• [TASK ITEM]: Look for the string "birthsex" in the listing. Copy each line that has it.

• [DATA SUPPLIED]:
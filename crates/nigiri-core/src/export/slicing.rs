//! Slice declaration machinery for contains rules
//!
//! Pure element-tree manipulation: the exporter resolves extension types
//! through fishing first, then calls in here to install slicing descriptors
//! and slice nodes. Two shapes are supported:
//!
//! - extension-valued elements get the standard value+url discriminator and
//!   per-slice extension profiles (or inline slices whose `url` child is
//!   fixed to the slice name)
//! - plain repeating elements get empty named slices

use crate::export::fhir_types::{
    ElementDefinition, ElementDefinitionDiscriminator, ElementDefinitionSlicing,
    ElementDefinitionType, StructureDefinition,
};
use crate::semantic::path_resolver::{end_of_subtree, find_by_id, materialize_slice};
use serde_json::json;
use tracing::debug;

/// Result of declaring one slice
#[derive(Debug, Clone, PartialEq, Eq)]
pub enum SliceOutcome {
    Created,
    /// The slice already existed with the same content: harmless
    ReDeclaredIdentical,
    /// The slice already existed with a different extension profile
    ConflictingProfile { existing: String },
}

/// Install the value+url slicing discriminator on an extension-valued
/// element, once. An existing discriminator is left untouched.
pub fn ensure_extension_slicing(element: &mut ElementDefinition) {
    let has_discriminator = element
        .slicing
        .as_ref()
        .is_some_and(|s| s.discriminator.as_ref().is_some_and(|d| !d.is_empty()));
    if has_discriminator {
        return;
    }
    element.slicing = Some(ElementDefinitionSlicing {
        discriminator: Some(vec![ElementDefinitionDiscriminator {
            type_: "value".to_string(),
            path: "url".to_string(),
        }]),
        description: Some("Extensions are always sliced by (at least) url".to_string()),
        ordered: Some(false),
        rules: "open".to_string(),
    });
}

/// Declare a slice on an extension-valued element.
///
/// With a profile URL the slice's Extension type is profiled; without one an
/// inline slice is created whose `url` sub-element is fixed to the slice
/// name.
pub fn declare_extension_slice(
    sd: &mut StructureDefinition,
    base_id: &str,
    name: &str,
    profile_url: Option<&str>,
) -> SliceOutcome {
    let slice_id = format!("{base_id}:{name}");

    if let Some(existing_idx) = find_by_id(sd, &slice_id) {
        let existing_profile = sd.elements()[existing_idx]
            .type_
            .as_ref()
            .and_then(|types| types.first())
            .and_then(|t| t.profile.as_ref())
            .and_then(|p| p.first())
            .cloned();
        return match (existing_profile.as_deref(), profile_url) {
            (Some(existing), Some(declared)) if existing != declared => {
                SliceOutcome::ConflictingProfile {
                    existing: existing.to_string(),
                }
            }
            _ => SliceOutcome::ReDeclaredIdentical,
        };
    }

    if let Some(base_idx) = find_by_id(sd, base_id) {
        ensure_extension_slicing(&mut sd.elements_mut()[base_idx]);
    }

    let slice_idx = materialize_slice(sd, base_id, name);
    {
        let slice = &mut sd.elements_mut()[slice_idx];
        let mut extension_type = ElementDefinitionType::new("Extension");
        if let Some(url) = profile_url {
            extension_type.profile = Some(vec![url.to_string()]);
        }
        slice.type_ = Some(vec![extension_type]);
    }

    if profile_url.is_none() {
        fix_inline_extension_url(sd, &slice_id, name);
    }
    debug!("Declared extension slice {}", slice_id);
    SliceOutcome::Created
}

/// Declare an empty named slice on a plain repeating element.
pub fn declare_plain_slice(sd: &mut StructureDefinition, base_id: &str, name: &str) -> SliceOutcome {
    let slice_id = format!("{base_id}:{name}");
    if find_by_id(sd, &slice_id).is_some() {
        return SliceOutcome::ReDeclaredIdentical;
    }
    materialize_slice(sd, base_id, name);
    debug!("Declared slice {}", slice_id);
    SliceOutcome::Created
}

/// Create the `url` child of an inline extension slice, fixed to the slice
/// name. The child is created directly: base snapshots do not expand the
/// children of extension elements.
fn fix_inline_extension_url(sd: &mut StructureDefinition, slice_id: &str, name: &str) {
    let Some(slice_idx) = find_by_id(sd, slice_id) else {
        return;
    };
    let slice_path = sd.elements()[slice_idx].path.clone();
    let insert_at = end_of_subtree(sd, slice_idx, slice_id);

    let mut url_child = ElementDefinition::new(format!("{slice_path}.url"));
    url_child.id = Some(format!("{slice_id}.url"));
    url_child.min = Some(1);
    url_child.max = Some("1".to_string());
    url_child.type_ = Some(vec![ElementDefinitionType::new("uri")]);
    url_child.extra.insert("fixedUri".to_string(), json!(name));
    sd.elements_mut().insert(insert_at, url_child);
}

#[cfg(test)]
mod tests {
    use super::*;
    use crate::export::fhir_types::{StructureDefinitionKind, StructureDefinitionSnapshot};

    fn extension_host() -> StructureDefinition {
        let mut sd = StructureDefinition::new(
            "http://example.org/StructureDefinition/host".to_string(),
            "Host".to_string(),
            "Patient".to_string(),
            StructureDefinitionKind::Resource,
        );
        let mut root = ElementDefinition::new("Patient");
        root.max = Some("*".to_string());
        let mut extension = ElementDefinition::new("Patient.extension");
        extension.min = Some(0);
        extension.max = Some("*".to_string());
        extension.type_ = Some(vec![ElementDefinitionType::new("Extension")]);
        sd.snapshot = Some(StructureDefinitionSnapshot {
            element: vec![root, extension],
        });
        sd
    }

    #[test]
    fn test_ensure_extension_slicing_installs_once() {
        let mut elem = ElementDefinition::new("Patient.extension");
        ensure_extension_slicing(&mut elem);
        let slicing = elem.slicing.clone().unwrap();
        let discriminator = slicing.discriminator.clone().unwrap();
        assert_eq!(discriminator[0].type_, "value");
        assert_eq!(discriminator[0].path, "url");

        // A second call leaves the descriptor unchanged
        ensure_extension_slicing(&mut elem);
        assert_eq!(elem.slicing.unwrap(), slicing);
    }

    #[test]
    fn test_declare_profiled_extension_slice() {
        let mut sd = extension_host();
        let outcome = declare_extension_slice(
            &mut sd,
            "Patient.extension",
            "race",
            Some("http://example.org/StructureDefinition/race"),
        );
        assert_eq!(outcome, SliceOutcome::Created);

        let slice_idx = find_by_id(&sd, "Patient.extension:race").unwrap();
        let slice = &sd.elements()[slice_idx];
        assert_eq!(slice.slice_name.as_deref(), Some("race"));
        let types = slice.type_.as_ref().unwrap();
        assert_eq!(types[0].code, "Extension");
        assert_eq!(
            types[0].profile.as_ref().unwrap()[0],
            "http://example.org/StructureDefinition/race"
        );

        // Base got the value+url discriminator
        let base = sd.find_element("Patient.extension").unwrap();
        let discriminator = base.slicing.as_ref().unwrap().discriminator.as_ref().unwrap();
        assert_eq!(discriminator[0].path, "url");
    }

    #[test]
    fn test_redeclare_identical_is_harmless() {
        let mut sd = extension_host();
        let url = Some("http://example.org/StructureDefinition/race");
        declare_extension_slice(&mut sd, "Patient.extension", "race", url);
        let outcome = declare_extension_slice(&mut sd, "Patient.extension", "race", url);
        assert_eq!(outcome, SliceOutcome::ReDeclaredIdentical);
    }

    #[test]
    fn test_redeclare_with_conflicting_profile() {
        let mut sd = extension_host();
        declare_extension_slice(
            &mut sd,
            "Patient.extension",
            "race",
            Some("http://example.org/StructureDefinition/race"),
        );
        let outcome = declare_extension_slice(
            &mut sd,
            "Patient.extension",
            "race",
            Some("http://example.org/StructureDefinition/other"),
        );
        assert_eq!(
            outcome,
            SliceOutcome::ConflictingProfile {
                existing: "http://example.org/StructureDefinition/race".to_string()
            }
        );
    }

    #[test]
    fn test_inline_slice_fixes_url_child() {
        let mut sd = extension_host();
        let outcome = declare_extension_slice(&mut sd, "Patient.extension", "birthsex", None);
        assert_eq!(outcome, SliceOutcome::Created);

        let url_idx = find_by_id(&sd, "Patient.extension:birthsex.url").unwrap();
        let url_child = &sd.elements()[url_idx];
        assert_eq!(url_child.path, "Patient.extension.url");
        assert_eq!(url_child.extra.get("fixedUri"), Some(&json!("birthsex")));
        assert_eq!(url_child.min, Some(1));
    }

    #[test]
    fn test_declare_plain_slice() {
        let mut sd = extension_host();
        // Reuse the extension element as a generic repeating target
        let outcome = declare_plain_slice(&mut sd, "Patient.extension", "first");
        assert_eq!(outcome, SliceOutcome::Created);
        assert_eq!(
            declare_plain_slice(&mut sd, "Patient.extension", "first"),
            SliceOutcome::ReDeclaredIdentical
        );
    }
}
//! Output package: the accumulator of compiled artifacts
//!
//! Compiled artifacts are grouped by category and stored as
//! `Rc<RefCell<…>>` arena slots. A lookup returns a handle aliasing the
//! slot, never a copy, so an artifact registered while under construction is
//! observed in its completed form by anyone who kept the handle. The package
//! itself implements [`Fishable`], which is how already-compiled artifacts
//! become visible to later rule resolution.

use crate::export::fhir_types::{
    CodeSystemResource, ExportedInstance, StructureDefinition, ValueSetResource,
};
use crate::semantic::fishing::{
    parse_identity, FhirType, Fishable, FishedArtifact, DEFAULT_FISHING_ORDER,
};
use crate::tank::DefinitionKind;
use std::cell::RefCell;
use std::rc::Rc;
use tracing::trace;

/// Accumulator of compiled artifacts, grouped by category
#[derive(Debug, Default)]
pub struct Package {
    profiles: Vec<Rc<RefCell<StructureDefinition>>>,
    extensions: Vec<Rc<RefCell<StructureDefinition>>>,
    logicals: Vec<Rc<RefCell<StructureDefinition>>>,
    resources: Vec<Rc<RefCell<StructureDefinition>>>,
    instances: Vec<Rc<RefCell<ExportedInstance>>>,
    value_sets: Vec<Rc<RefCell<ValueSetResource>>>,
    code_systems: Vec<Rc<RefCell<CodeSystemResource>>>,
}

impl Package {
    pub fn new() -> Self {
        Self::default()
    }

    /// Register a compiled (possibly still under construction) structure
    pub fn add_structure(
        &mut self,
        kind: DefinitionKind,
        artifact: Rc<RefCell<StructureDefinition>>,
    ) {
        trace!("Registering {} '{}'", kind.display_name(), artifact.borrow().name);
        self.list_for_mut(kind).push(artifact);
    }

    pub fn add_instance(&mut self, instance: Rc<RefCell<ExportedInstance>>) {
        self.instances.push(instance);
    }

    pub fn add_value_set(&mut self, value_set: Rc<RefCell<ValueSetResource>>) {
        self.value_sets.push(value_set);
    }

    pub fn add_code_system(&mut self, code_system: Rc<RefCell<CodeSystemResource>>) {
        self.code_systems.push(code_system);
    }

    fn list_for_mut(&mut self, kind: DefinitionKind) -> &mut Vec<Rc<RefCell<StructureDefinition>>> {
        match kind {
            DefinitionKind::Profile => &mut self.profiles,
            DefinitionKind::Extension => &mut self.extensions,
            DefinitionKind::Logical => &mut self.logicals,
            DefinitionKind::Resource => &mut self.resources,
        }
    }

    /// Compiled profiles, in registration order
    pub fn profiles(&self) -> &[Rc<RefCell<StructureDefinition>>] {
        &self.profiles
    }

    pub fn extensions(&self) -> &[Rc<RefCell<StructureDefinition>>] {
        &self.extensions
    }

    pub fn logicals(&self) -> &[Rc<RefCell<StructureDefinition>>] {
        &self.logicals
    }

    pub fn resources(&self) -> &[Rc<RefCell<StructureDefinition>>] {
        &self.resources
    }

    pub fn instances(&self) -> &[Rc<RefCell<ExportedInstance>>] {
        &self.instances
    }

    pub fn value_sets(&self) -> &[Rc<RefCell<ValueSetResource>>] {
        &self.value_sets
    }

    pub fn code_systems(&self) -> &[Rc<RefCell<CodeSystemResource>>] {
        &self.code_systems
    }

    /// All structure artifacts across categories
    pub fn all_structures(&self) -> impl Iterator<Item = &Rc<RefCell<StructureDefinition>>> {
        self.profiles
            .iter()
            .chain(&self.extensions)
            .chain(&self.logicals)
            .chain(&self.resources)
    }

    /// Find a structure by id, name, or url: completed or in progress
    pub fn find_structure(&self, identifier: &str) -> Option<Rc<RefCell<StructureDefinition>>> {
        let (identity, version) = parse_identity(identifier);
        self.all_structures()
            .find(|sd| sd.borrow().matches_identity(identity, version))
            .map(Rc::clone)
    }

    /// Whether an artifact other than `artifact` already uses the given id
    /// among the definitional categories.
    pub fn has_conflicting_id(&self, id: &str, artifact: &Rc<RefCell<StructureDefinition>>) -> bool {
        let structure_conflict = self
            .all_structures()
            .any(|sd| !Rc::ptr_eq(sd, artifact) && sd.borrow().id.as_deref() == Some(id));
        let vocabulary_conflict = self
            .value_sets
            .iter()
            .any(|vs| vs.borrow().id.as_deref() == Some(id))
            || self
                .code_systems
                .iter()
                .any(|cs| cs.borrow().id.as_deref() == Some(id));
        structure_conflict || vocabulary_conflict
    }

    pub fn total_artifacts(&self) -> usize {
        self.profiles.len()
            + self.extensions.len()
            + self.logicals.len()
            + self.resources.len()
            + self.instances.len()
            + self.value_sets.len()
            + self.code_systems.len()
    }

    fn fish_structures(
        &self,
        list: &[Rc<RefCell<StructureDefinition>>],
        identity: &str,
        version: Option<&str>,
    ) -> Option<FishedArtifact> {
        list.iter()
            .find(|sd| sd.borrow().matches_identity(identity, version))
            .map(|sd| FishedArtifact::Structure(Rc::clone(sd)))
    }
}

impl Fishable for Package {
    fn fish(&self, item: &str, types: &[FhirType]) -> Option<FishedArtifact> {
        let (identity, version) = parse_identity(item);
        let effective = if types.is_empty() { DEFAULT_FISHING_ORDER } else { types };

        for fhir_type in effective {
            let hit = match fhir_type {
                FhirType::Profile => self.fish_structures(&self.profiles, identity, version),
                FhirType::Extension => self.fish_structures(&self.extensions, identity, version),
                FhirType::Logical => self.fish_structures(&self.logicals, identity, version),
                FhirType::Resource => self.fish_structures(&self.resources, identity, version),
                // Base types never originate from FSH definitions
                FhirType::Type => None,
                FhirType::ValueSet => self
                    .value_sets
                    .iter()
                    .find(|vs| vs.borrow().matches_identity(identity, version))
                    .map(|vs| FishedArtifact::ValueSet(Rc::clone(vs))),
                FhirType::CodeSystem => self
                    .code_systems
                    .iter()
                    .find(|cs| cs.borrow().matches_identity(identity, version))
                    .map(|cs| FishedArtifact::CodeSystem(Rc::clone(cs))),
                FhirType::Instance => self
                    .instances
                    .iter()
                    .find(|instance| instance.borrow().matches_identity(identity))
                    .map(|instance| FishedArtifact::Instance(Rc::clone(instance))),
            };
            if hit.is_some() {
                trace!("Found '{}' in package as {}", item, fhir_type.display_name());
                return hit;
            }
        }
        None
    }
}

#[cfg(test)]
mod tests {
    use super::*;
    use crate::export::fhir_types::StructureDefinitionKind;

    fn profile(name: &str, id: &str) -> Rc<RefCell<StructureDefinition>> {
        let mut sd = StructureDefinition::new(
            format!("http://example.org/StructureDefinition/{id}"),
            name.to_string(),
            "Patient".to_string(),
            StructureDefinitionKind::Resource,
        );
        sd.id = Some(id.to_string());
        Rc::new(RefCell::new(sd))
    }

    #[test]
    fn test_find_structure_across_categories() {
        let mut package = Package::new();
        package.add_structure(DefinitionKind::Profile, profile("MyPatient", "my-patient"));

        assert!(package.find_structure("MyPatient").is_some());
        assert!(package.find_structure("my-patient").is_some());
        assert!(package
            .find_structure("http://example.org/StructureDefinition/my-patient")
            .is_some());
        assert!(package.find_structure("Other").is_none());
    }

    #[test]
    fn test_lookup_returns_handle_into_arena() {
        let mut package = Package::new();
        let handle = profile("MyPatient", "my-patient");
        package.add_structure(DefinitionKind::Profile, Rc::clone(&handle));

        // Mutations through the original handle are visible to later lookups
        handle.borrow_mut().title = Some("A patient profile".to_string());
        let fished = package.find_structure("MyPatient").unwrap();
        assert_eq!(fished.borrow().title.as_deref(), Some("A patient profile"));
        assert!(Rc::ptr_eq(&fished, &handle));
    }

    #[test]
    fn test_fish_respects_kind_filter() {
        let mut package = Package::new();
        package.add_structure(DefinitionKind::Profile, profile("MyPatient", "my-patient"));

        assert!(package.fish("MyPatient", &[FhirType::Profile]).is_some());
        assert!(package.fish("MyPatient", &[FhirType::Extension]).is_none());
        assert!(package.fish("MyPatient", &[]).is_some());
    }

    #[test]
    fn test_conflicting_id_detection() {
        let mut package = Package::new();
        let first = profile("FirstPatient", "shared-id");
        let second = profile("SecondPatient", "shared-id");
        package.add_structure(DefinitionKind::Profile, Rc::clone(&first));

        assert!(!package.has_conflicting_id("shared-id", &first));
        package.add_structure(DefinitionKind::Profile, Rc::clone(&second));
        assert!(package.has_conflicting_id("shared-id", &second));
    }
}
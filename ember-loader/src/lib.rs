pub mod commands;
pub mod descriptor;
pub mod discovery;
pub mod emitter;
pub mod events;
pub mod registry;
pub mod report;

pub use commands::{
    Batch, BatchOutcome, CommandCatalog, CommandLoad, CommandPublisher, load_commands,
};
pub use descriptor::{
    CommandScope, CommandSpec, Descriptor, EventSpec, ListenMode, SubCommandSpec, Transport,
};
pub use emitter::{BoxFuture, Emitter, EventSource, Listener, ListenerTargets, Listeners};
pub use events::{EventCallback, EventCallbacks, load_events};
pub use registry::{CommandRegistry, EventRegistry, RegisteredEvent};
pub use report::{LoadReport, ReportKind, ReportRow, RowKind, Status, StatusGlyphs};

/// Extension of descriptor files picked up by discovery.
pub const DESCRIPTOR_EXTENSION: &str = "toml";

• [ANSWER FOR THIS EXERCISE]:
        let outcome = declare_extension_slice(&mut sd, "Patient.extension", "birthsex", None);
        let url_idx = find_by_id(&sd, "Patient.extension:birthsex.url").unwrap();
        assert_eq!(url_child.extra.get("fixedUri"), Some(&json!("birthsex")));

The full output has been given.